- Born: George Low Evatt c. 1847 Canada
- Died: March 2, 1912 (aged 64–65) Elmhurst, Queens, New York, US
- Allegiance: United States of America
- Branch: United States Navy
- Rank: Seaman
- Unit: USS Tennessee
- Awards: Medal of Honor

= George Low (Medal of Honor) =

George Low (1847–1912) was a United States Navy sailor and a recipient of the United States military's highest decoration, the Medal of Honor. His birth name was George Low Evatt.

==Biography==
Born in about 1847 in Canada, Low immigrated to the United States and joined the Navy from New York. By February 15, 1881, he was serving as a seaman on the . On that day, while Tennessee was at New Orleans, Louisiana, Gunner's Mate N.P. Petersen fell overboard. Low jumped into the water and kept the man afloat until they were both picked up by a boat. For this action, he was awarded the Medal of Honor three and a half years later, on October 18, 1884.

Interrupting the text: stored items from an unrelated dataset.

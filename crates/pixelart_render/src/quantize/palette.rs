use super::Cluster;
use crate::grid::{PixelGrid, Rgb};
use crate::PixelArtError;

/// Builds a `width × height` grid where every clustered pixel takes its
/// cluster's center color. Cells that were never sampled stay empty.
pub fn build_grid(
    clusters: &[Cluster],
    width: u32,
    height: u32,
) -> Result<PixelGrid, PixelArtError> {
    let mut grid = PixelGrid::blank(width, height)?;
    let cell_count = width as usize * height as usize;

    for cluster in clusters {
        for member in &cluster.members {
            if member.index >= cell_count {
                return Err(PixelArtError::CellCountMismatch {
                    expected: cell_count,
                    found: member.index + 1,
                });
            }
            let x = (member.index % width as usize) as u32;
            let y = (member.index / width as usize) as u32;
            grid.set(x, y, Some(cluster.center));
        }
    }

    Ok(grid)
}

/// Distinct cluster centers, most populated first. Equal populations keep
/// cluster order.
pub fn palette(clusters: &[Cluster]) -> Vec<Rgb> {
    let mut counts: Vec<(Rgb, usize)> = Vec::with_capacity(clusters.len());
    for cluster in clusters {
        match counts.iter_mut().find(|(color, _)| *color == cluster.center) {
            Some((_, count)) => *count += cluster.members.len(),
            None => counts.push((cluster.center, cluster.members.len())),
        }
    }

    counts.sort_by(|a, b| b.1.cmp(&a.1));
    counts.into_iter().map(|(color, _)| color).collect()
}

#[cfg(test)]
mod tests {
    use super::*;
    use crate::quantize::SampledPixel;

    fn member(index: usize) -> SampledPixel {
        SampledPixel { r: 0, g: 0, b: 0, index }
    }

    #[test]
    fn maps_members_to_center_and_leaves_gaps_empty() {
        let red = Rgb::new(255, 0, 0);
        let blue = Rgb::new(0, 0, 255);
        let clusters = vec![
            Cluster { center: red, members: vec![member(0), member(3)] },
            Cluster { center: blue, members: vec![member(1)] },
        ];

        let grid = build_grid(&clusters, 2, 2).unwrap();

        assert_eq!(grid.get(0, 0), Some(red));
        assert_eq!(grid.get(1, 0), Some(blue));
        assert_eq!(grid.get(0, 1), None);
        assert_eq!(grid.get(1, 1), Some(red));
    }

    #[test]
    fn out_of_range_index_is_rejected() {
        let clusters = vec![Cluster { center: Rgb::BLACK, members: vec![member(4)] }];
        assert!(build_grid(&clusters, 2, 2).is_err());
    }

    #[test]
    fn palette_merges_duplicates_and_orders_by_population() {
        let grey = Rgb::new(40, 40, 40);
        let white = Rgb::WHITE;
        let clusters = vec![
            Cluster { center: white, members: vec![member(0), member(1)] },
            Cluster { center: grey, members: vec![member(2), member(3)] },
            Cluster { center: grey, members: vec![member(4)] },
        ];

        assert_eq!(palette(&clusters), vec![grey, white]);
    }
}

Low's official Medal of Honor citation reads:
For jumping overboard from the U.S.S. Tennessee at New Orleans, La., 15 February 1881, and sustaining, until picked up by a boat's crew, N. P. Petersen, gunner's mate, who had fallen overboard.

Low died on March 2, 1912 and is buried on St. Michael's Cemetery in East Elmhurst, New York.